The Middle East is running out of water, and parts of it are becoming uninhabitable

CNN

By Frederik Pleitgen, Claudia Otto, Angela Dewan and Mohammed Tawfeeq
Photo: CNN

Lake Urmia, Iran (CNN)-

The ferries that once shuttled tourists to and from the little islets in Iran's Lake Urmia sit rusty, unable to move, on what is rapidly becoming a salt plain. Just two decades ago, Urmia was the Middle East's biggest lake, its local economy a thriving tourist center of hotels and restaurants.

"People would come here for swimming and would use the mud for therapeutic purposes. They would stay here at least for a few days," said Ahad Ahmed, a journalist in the former port town of Sharafkhaneh as he showed CNN photos of people enjoying the lake in 1995.

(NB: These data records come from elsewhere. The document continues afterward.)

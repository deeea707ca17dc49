//! Freight quote routing and pricing server.
//!
//! Takes geocoded shipment requests, discovers candidate
//! trucking → air → trucking routes from schedule data, and prices each
//! candidate against tiered carrier rate tables.

pub mod cache;
pub mod distance;
pub mod domain;
pub mod loader;
pub mod pricing;
pub mod routing;
pub mod store;
pub mod web;
//! Domain types for the freight routing and pricing core.
//!
//! This module contains the core domain model types that represent
//! validated shipment and rate data. Types enforce their invariants at
//! construction time, so code that receives them can trust their validity.

mod airport;
mod countries;
mod error;
mod flight;
mod geo;
mod money;
mod rates;
mod request;
mod route;
mod station;

pub use airport::Airport;
pub use countries::country_name;
pub use error::DomainError;
pub use flight::{FlightId, ScheduledFlight};
pub use geo::Coordinates;
pub use money::{Currency, InvalidCurrency, convert_currency, convert_to_eur};
pub use rates::{AirlineRate, AirportRate, ServiceType, TruckingRate};
pub use request::{Geocoded, Request, RequestId, RequestStatus};
pub use route::{
    RouteDraft, RouteId, RouteOption, RouteSegment, RouteStatus, SegmentDraft, SegmentId,
    SegmentType,
};
pub use station::{IataCode, InvalidIataCode};
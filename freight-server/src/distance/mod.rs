//! Road-distance provider for trucking legs.
//!
//! The pricing engine needs road-network distance, not great-circle
//! distance, so the real provider is an HTTP routing service. A
//! great-circle fallback exists for offline/mock operation behind the same
//! seam.

mod client;
mod error;
mod mock;

pub use client::{MatrixClient, MatrixConfig};
pub use error::DistanceError;
pub use mock::GreatCircleDistance;

use crate::domain::Coordinates;

/// Source of road distances between coordinate pairs.
///
/// This abstraction allows the pricing engine to be tested with fixed
/// distances and run offline with the great-circle fallback.
pub trait DistanceProvider: Send + Sync {
    /// Road distance in kilometres between two points.
    fn distance_km(
        &self,
        from: Coordinates,
        to: Coordinates,
    ) -> impl Future<Output = Result<f64, DistanceError>> + Send;
}

/// Runtime-selected distance provider for the server binary.
pub enum DistanceService {
    Matrix(MatrixClient),
    GreatCircle(GreatCircleDistance),
}

impl DistanceProvider for DistanceService {
    async fn distance_km(&self, from: Coordinates, to: Coordinates) -> Result<f64, DistanceError> {
        match self {
            DistanceService::Matrix(client) => client.distance_km(from, to).await,
            DistanceService::GreatCircle(mock) => mock.distance_km(from, to).await,
        }
    }
}
//! Carrier rate tables.
//!
//! Strict typed read models for the tables the external rate-sheet importer
//! populates. The importer's loose row shapes stop at its own boundary; the
//! core only ever sees these records.

use std::fmt;

use serde::{Deserialize, Serialize};

use super::{Currency, IataCode};

/// Which side of an air leg an airport rate's fees apply to.
#[derive(Debug, Clone, Copy, PartialEq, Eq, Hash, Serialize, Deserialize)]
pub enum ServiceType {
    /// Fees charged at the origin airport.
    Export,
    /// Fees charged at the destination airport.
    Import,
}

impl fmt::Display for ServiceType {
    fn fmt(&self, f: &mut fmt::Formatter<'_>) -> fmt::Result {
        match self {
            ServiceType::Export => f.write_str("export"),
            ServiceType::Import => f.write_str("import"),
        }
    }
}

/// A trucking rate row.
///
/// Lookup is by origin country name only; the destination column exists in
/// the data but is not used when matching.
#[derive(Debug, Clone, PartialEq, Serialize, Deserialize)]
pub struct TruckingRate {
    /// Origin region or country name, e.g. "Germany".
    pub origin: String,

    /// Destination region or country name.
    pub destination: String,

    pub base_price: f64,
    pub km_price: f64,
    pub currency: Currency,
}

/// Airport handling/customs fees, keyed by (station, airline, service type).
#[derive(Debug, Clone, PartialEq, Serialize, Deserialize)]
pub struct AirportRate {
    pub station: IataCode,
    pub country_code: String,
    pub airline: String,
    pub service_type: ServiceType,

    #[serde(default)]
    pub handling: Option<f64>,
    #[serde(default)]
    pub customs: Option<f64>,

    pub currency: Currency,
}

impl AirportRate {
    /// Handling plus customs, missing components counting as zero.
    pub fn total_fee(&self) -> f64 {
        self.handling.unwrap_or(0.0) + self.customs.unwrap_or(0.0)
    }
}

/// An airline's tiered per-kg rate ladder for one station/country pair.
///
/// `over_1000kg` is carried from the rate sheets but is not read by the
/// pricing path; cargo above every breakpoint prices its weight component
/// at zero.
#[derive(Debug, Clone, PartialEq, Serialize, Deserialize)]
pub struct AirlineRate {
    pub station: IataCode,
    pub origin_country_code: String,
    pub destination_country_code: String,
    pub airline: String,

    pub fuel_charge_per_kg: f64,
    pub base_price: f64,

    #[serde(default)]
    pub price_under_45kg: Option<f64>,
    #[serde(default)]
    pub price_under_100kg: Option<f64>,
    #[serde(default)]
    pub price_under_250kg: Option<f64>,
    #[serde(default)]
    pub price_under_300kg: Option<f64>,
    #[serde(default)]
    pub price_under_500kg: Option<f64>,
    #[serde(default)]
    pub price_under_1000kg: Option<f64>,
    #[serde(default)]
    pub over_1000kg: Option<f64>,

    pub currency: Currency,
}

impl AirlineRate {
    /// The weight-tier ladder in ascending breakpoint order.
    pub fn tiers(&self) -> [(f64, Option<f64>); 6] {
        [
            (45.0, self.price_under_45kg),
            (100.0, self.price_under_100kg),
            (250.0, self.price_under_250kg),
            (300.0, self.price_under_300kg),
            (500.0, self.price_under_500kg),
            (1000.0, self.price_under_1000kg),
        ]
    }
}
//! ISO 3166-1 alpha-2 country code to country name lookup.
//!
//! Trucking rate rows are keyed by country *name*, so segment country codes
//! have to be resolved before the rate lookup. Codes outside the table fall
//! back to the code itself rather than failing.

/// Resolve a country name from an ISO 3166-1 alpha-2 code.
///
/// Returns the code itself (uppercased) if it is not in the table.
pub fn country_name(code: &str) -> String {
    let upper = code.to_ascii_uppercase();
    match upper.as_str() {
        // Europe
        "DE" => "Germany",
        "FR" => "France",
        "ES" => "Spain",
        "IT" => "Italy",
        "NL" => "Netherlands",
        "BE" => "Belgium",
        "AT" => "Austria",
        "CH" => "Switzerland",
        "GB" => "United Kingdom",
        "IE" => "Ireland",
        "PT" => "Portugal",
        "SE" => "Sweden",
        "NO" => "Norway",
        "DK" => "Denmark",
        "FI" => "Finland",
        "PL" => "Poland",
        "CZ" => "Czech Republic",
        "SK" => "Slovakia",
        "HU" => "Hungary",
        "RO" => "Romania",
        "BG" => "Bulgaria",
        "GR" => "Greece",
        "HR" => "Croatia",
        "SI" => "Slovenia",
        "RS" => "Serbia",
        "UA" => "Ukraine",
        // Americas
        "MX" => "Mexico",
        "US" => "United States",
        "CA" => "Canada",
        "BR" => "Brazil",
        "AR" => "Argentina",
        "CL" => "Chile",
        "CO" => "Colombia",
        "PE" => "Peru",
        "VE" => "Venezuela",
        "EC" => "Ecuador",
        "UY" => "Uruguay",
        "PY" => "Paraguay",
        "BO" => "Bolivia",
        _ => return upper,
    }
    .to_string()
}
//! Segment and route pricing.
//!
//! Trucking and air legs are priced independently; the route orchestrator
//! threads a time cursor through the legs in sequence order, sums the
//! totals and persists the result in one write. The all-routes entry point
//! prices every candidate for a request, tolerating per-route failures, and
//! records the cheapest and fastest survivors on the request.

mod air;
mod error;
mod trucking;

pub use air::price_air_segment;
pub use error::PricingError;
pub use trucking::price_trucking_segment;

use chrono::{Duration, NaiveDateTime, Utc};

use crate::distance::DistanceProvider;
use crate::domain::{Request, RouteId, RouteOption, RouteSegment, SegmentType};
use crate::store::{FlightStore, RateStore, RequestStore, RoutePricing, RouteStore};

/// A priced segment plus the figures the orchestrator aggregates.
#[derive(Debug, Clone)]
pub struct SegmentQuote {
    pub segment: RouteSegment,
    pub price_eur: f64,
    pub duration_hours: f64,
    /// When this leg ends; the next leg starts no earlier than this.
    pub arrival: NaiveDateTime,
}

/// `start` plus a fractional number of hours, to second precision.
pub(crate) fn hours_after(start: NaiveDateTime, hours: f64) -> NaiveDateTime {
    start + Duration::seconds((hours * 3600.0).round() as i64)
}

fn hours_between(from: NaiveDateTime, to: NaiveDateTime) -> f64 {
    (to - from).num_seconds() as f64 / 3600.0
}

fn round_cents(amount: f64) -> f64 {
    (amount * 100.0).round() / 100.0
}

/// Price one route option end to end and persist the result.
///
/// The first leg departs at the request's pickup date (or now, when none
/// was given); each later leg departs when the previous one arrives. Any
/// segment failure leaves the stored route untouched.
pub async fn calculate_route_price<S, D>(
    store: &S,
    distance: &D,
    route: &RouteOption,
) -> Result<RouteOption, PricingError>
where
    S: RequestStore + RateStore + FlightStore + RouteStore,
    D: DistanceProvider,
{
    let request = store.request(route.request_id)?;

    let start = request
        .pickup_date
        .unwrap_or_else(|| Utc::now().naive_utc());

    let mut cursor = start;
    let mut segments = Vec::with_capacity(route.segments.len());
    let mut total_price_eur = 0.0;
    let mut estimated_duration_hours = 0.0;

    for segment in &route.segments {
        let quote = match segment.segment_type {
            SegmentType::Trucking => {
                price_trucking_segment(store, distance, segment, cursor).await?
            }
            SegmentType::Air => price_air_segment(store, segment, &request, cursor)?,
        };
        total_price_eur += quote.price_eur;
        estimated_duration_hours += quote.duration_hours;
        cursor = quote.arrival;
        segments.push(quote.segment);
    }

    let priced = store.apply_route_pricing(RoutePricing {
        route_id: route.id,
        segments,
        total_price_eur: round_cents(total_price_eur),
        estimated_duration_hours,
        duration_hours: hours_between(start, cursor),
        pickup_at: start,
        delivery_at: cursor,
    })?;

    Ok(priced)
}

/// Outcome of pricing every candidate route for a request.
#[derive(Debug)]
pub struct PricingReport {
    /// The request, with its cheapest/fastest references updated when at
    /// least one route priced.
    pub request: Request,
    pub priced: Vec<RouteOption>,
    pub failures: Vec<(RouteId, PricingError)>,
}

/// Price every route option of a request.
///
/// Per-route failures (missing rates, no flight in the window, unusable
/// segments) are collected, not fatal; storage failures abort. When at
/// least one route prices, the cheapest (lowest total) and fastest (lowest
/// wall-clock duration) are recorded on the request. When none do, the
/// request's existing references are left alone.
pub async fn calculate_all_request_routes<S, D>(
    store: &S,
    distance: &D,
    request_id: crate::domain::RequestId,
) -> Result<PricingReport, PricingError>
where
    S: RequestStore + RateStore + FlightStore + RouteStore,
    D: DistanceProvider,
{
    let mut request = store.request(request_id)?;
    let routes = store.routes_for_request(request_id)?;

    let mut priced: Vec<RouteOption> = Vec::with_capacity(routes.len());
    let mut failures = Vec::new();

    for route in &routes {
        match calculate_route_price(store, distance, route).await {
            Ok(option) => priced.push(option),
            Err(PricingError::Store(err)) => return Err(err.into()),
            Err(err) => {
                tracing::warn!(route_id = %route.id, error = %err, "route could not be priced");
                failures.push((route.id, err));
            }
        }
    }

    if !priced.is_empty() {
        let cheapest = priced
            .iter()
            .min_by(|a, b| {
                a.total_price_eur
                    .unwrap_or(f64::INFINITY)
                    .total_cmp(&b.total_price_eur.unwrap_or(f64::INFINITY))
            })
            .map(|r| r.id);
        let fastest = priced
            .iter()
            .min_by(|a, b| {
                a.duration_hours
                    .unwrap_or(f64::INFINITY)
                    .total_cmp(&b.duration_hours.unwrap_or(f64::INFINITY))
            })
            .map(|r| r.id);

        request = store.set_route_choices(request_id, cheapest, fastest)?;
    }

    Ok(PricingReport {
        request,
        priced,
        failures,
    })
}
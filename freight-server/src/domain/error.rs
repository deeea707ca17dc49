//! Domain error types.
//!
//! These errors represent validation failures in the domain layer. They are
//! distinct from storage/provider errors.

/// Domain-level errors for validation and data consistency.
#[derive(Debug, Clone, thiserror::Error)]
pub enum DomainError {
    /// Route segment shape violates the trucking/air/trucking invariant
    #[error("invalid route shape: {0}")]
    InvalidRouteShape(&'static str),
}

#[cfg(test)]
mod tests {
    use super::*;

    #[test]
    fn error_display() {
        let err = DomainError::InvalidRouteShape("interior legs must be air");
        assert_eq!(err.to_string(), "invalid route shape: interior legs must be air");
    }
}
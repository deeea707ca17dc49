//! Data transfer objects for web responses.

use serde::Serialize;

use crate::domain::{Request, RouteOption, RouteSegment};
use crate::pricing::PricingReport;

/// A quote request as returned by the API.
#[derive(Debug, Serialize)]
pub struct RequestDto {
    pub id: u64,
    pub company: String,
    pub status: String,

    pub origin_address: String,
    pub destination_address: String,

    /// ISO timestamps, when the email parser extracted them
    pub pickup_date: Option<String>,
    pub delivery_date: Option<String>,

    pub weight_kg: Option<f64>,

    pub cheapest_route_id: Option<u64>,
    pub fastest_route_id: Option<u64>,
}

impl From<&Request> for RequestDto {
    fn from(request: &Request) -> Self {
        Self {
            id: request.id.0,
            company: request.company.clone(),
            status: format!("{:?}", request.status).to_uppercase(),
            origin_address: request.origin_address.clone(),
            destination_address: request.destination_address.clone(),
            pickup_date: request.pickup_date.map(|t| t.to_string()),
            delivery_date: request.delivery_date.map(|t| t.to_string()),
            weight_kg: request.weight_kg,
            cheapest_route_id: request.cheapest_route_id.map(|r| r.0),
            fastest_route_id: request.fastest_route_id.map(|r| r.0),
        }
    }
}

/// One leg of a route option.
#[derive(Debug, Serialize)]
pub struct SegmentDto {
    pub id: u64,
    pub segment_type: String,
    pub sequence: u32,

    pub origin: String,
    pub destination: String,

    /// Air legs only
    pub origin_airport: Option<String>,
    pub destination_airport: Option<String>,
    pub airline: Option<String>,
    pub flight_number: Option<String>,

    /// Populated once priced
    pub price_eur: Option<f64>,
    pub distance_km: Option<f64>,
    pub duration_hours: Option<f64>,
    pub departure_time: Option<String>,
    pub arrival_time: Option<String>,
}

impl From<&RouteSegment> for SegmentDto {
    fn from(segment: &RouteSegment) -> Self {
        Self {
            id: segment.id.0,
            segment_type: format!("{:?}", segment.segment_type).to_uppercase(),
            sequence: segment.sequence,
            origin: segment.origin_name.clone(),
            destination: segment.destination_name.clone(),
            origin_airport: segment.origin_airport.map(|c| c.as_str().to_string()),
            destination_airport: segment.destination_airport.map(|c| c.as_str().to_string()),
            airline: segment.airline.clone(),
            flight_number: segment.flight_number.clone(),
            price_eur: segment.price_eur,
            distance_km: segment.distance_km,
            duration_hours: segment.duration_hours,
            departure_time: segment.departure_time.map(|t| t.to_string()),
            arrival_time: segment.arrival_time.map(|t| t.to_string()),
        }
    }
}

/// A candidate route with its segments.
#[derive(Debug, Serialize)]
pub struct RouteOptionDto {
    pub id: u64,
    pub request_id: u64,
    pub status: String,

    pub total_price_eur: Option<f64>,
    pub estimated_duration_hours: Option<f64>,
    pub duration_hours: Option<f64>,
    pub pickup_at: Option<String>,
    pub delivery_at: Option<String>,

    pub segments: Vec<SegmentDto>,
}

impl From<&RouteOption> for RouteOptionDto {
    fn from(route: &RouteOption) -> Self {
        Self {
            id: route.id.0,
            request_id: route.request_id.0,
            status: format!("{:?}", route.status).to_uppercase(),
            total_price_eur: route.total_price_eur,
            estimated_duration_hours: route.estimated_duration_hours,
            duration_hours: route.duration_hours,
            pickup_at: route.pickup_at.map(|t| t.to_string()),
            delivery_at: route.delivery_at.map(|t| t.to_string()),
            segments: route.segments.iter().map(SegmentDto::from).collect(),
        }
    }
}

/// A route that could not be priced.
#[derive(Debug, Serialize)]
pub struct RouteFailureDto {
    pub route_id: u64,
    pub reason: String,
}

/// Response for the all-routes pricing endpoint.
#[derive(Debug, Serialize)]
pub struct PricingReportDto {
    pub request: RequestDto,
    pub priced: Vec<RouteOptionDto>,
    pub failures: Vec<RouteFailureDto>,
}

impl From<&PricingReport> for PricingReportDto {
    fn from(report: &PricingReport) -> Self {
        Self {
            request: RequestDto::from(&report.request),
            priced: report.priced.iter().map(RouteOptionDto::from).collect(),
            failures: report
                .failures
                .iter()
                .map(|(id, err)| RouteFailureDto {
                    route_id: id.0,
                    reason: err.to_string(),
                })
                .collect(),
        }
    }
}

/// Error payload for all failing responses.
#[derive(Debug, Serialize)]
pub struct ErrorResponse {
    pub error: String,
}
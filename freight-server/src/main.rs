use std::net::SocketAddr;
use std::path::PathBuf;

use freight_server::cache::{CachedDistance, DistanceCacheConfig};
use freight_server::distance::{DistanceService, GreatCircleDistance, MatrixClient, MatrixConfig};
use freight_server::loader::load_reference_data;
use freight_server::store::MemoryStore;
use freight_server::web::{AppState, create_router};

#[tokio::main]
async fn main() {
    tracing_subscriber::fmt()
        .with_env_filter(
            tracing_subscriber::EnvFilter::try_from_default_env()
                .unwrap_or_else(|_| "freight_server=debug,info".into()),
        )
        .init();

    // Load reference data (fail fast on malformed files)
    let data_dir = std::env::var("FREIGHT_DATA_DIR").unwrap_or_else(|_| "data".into());
    let store = MemoryStore::new();
    load_reference_data(&PathBuf::from(&data_dir), &store)
        .expect("Failed to load reference data");

    let (airports, flights, trucking, airport_rates, airline_rates) = store
        .table_counts()
        .expect("Failed to read reference tables");
    tracing::info!(
        airports,
        flights,
        trucking_rates = trucking,
        airport_rates,
        airline_rates,
        "reference data loaded from {data_dir}"
    );

    // Pick a road-distance provider. The great-circle estimator needs no
    // network and is meant for local runs and demos.
    let provider = match std::env::var("FREIGHT_DISTANCE").as_deref() {
        Ok("great-circle") => DistanceService::GreatCircle(GreatCircleDistance::default()),
        _ => {
            let mut config = MatrixConfig::new();
            if let Ok(url) = std::env::var("OSRM_BASE_URL") {
                config = config.with_base_url(url);
            }
            let client = MatrixClient::new(config).expect("Failed to create distance client");
            DistanceService::Matrix(client)
        }
    };
    let distance = CachedDistance::new(provider, &DistanceCacheConfig::default());

    let state = AppState::new(store, distance);
    let app = create_router(state);

    let addr = SocketAddr::from(([127, 0, 0, 1], 3000));
    tracing::info!("Freight quote server listening on http://{addr}");

    let listener = tokio::net::TcpListener::bind(addr).await.unwrap();
    axum::serve(listener, app).await.unwrap();
}
use crate::shared::STEPS_PER_PATTERN;

use super::tempo::sixteenth_secs;

/// One sixteenth-note tick, `offset` seconds ahead of now on the audio clock.
#[derive(Clone, Copy, Debug, PartialEq)]
pub struct Tick {
    pub step: usize,
    pub offset: f64,
}

/// Turns the UI loop's elapsed time into sixteenth-note ticks.
///
/// Ticks are detected up to one UI frame late, so each one is pushed `lookahead`
/// seconds into the future and the lateness is subtracted again. The offset counts
/// from the moment the tick is sent; the audio side takes its queue wait back off.
///
/// A tick more than one step late (the loop stalled) is skipped rather than played
/// in a burst; the playhead still moves past it.
#[derive(Clone, Debug)]
pub struct StepClock {
    lookahead: f64,
    running: bool,
    step: usize,
    accumulator: f64, // fraction of a step elapsed since the last tick
    fired_first: bool,
}

impl StepClock {
    pub fn new(lookahead: f64) -> Self {
        Self {
            lookahead: lookahead.max(0.0),
            running: false,
            step: 0,
            accumulator: 0.0,
            fired_first: false,
        }
    }

    pub fn start(&mut self) {
        self.running = true;
        self.step = 0;
        self.accumulator = 0.0;
        self.fired_first = false;
    }

    pub fn stop(&mut self) {
        self.running = false;
        self.step = 0;
        self.accumulator = 0.0;
        self.fired_first = false;
    }

    #[cfg(test)]
    pub fn is_running(&self) -> bool {
        self.running
    }

    pub fn current_step(&self) -> usize {
        self.step
    }

    pub fn advance(&mut self, elapsed: f64, tempo: u16) -> Vec<Tick> {
        let mut ticks = Vec::new();
        if !self.running {
            return ticks;
        }
        if !self.fired_first {
            self.fired_first = true;
            ticks.push(Tick {
                step: self.step,
                offset: self.lookahead,
            });
        }

        let step_secs = sixteenth_secs(tempo);
        let old = self.accumulator;
        self.accumulator += elapsed.max(0.0) / step_secs;

        let mut crossed = 0.0;
        let mut skipped = 0;
        while self.accumulator >= 1.0 {
            self.accumulator -= 1.0;
            crossed += 1.0;
            self.step = (self.step + 1) % STEPS_PER_PATTERN;
            let late = elapsed - (crossed - old) * step_secs;
            if late > step_secs {
                skipped += 1;
                continue;
            }
            ticks.push(Tick {
                step: self.step,
                offset: (self.lookahead - late).max(0.0),
            });
        }
        if skipped > 0 {
            log::debug!("clock stalled, skipped {skipped} late ticks");
        }
        ticks
    }
}

#[cfg(test)]
mod tests {
    use super::*;

    #[test]
    fn stopped_clock_is_silent() {
        let mut clock = StepClock::new(0.05);
        assert!(clock.advance(1.0, 120).is_empty());
    }

    #[test]
    fn start_fires_step_zero_right_away() {
        let mut clock = StepClock::new(0.05);
        clock.start();
        let ticks = clock.advance(0.0, 120);
        assert_eq!(ticks, vec![Tick { step: 0, offset: 0.05 }]);
        assert!(clock.advance(0.01, 120).is_empty());
    }

    #[test]
    fn ticks_land_on_the_sixteenth_grid() {
        let mut clock = StepClock::new(0.05);
        clock.start();
        clock.advance(0.0, 120);

        // 0.1s in: nothing yet. At 0.15s the step boundary (0.125s) was 25ms ago.
        assert!(clock.advance(0.1, 120).is_empty());
        let ticks = clock.advance(0.05, 120);
        assert_eq!(ticks.len(), 1);
        assert_eq!(ticks[0].step, 1);
        assert!((ticks[0].offset - 0.025).abs() < 1e-9);
    }

    #[test]
    fn steps_wrap_after_sixteen() {
        let mut clock = StepClock::new(0.0);
        clock.start();
        clock.advance(0.0, 120);
        let steps: Vec<_> = (0..16)
            .flat_map(|_| clock.advance(0.125, 120))
            .map(|t| t.step)
            .collect();
        assert_eq!(steps.len(), 16);
        assert_eq!(steps[14], 15);
        assert_eq!(steps[15], 0);
    }

    #[test]
    fn a_stall_skips_stale_ticks_instead_of_bursting() {
        let mut clock = StepClock::new(0.05);
        clock.start();
        clock.advance(0.0, 120);

        // a one second stall crosses eight steps; only the last is recent enough to play
        let ticks = clock.advance(1.01, 120);
        assert_eq!(ticks.len(), 1);
        assert_eq!(ticks[0].step, 8);
        assert!((ticks[0].offset - 0.04).abs() < 1e-9);
        assert_eq!(clock.current_step(), 8);
    }

    #[test]
    fn a_tick_less_than_a_step_late_still_plays() {
        let mut clock = StepClock::new(0.05);
        clock.start();
        clock.advance(0.0, 120);
        // boundary at 0.125, detected at 0.2: 75ms late, clamped to play now
        let ticks = clock.advance(0.2, 120);
        assert_eq!(ticks, vec![Tick { step: 1, offset: 0.0 }]);
    }

    #[test]
    fn stop_resets_playhead() {
        let mut clock = StepClock::new(0.0);
        clock.start();
        clock.advance(0.3, 120);
        assert_eq!(clock.current_step(), 2);
        clock.stop();
        assert_eq!(clock.current_step(), 0);
        assert!(!clock.is_running());
    }
}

Lake Urmia's demise has been fast. It has more than halved in size -- from 5,400 square kilometers (2,085 square miles) in the 1990s to just 2,500 square kilometers (965 square miles) today -- according to the Department of Environmental Protection of West Azerbaijan, one of the Iranian provinces where the lake is located. There are now concerns it will disappear entirely.

Such problems are familiar in many parts of the Middle East -- where water is simply running out.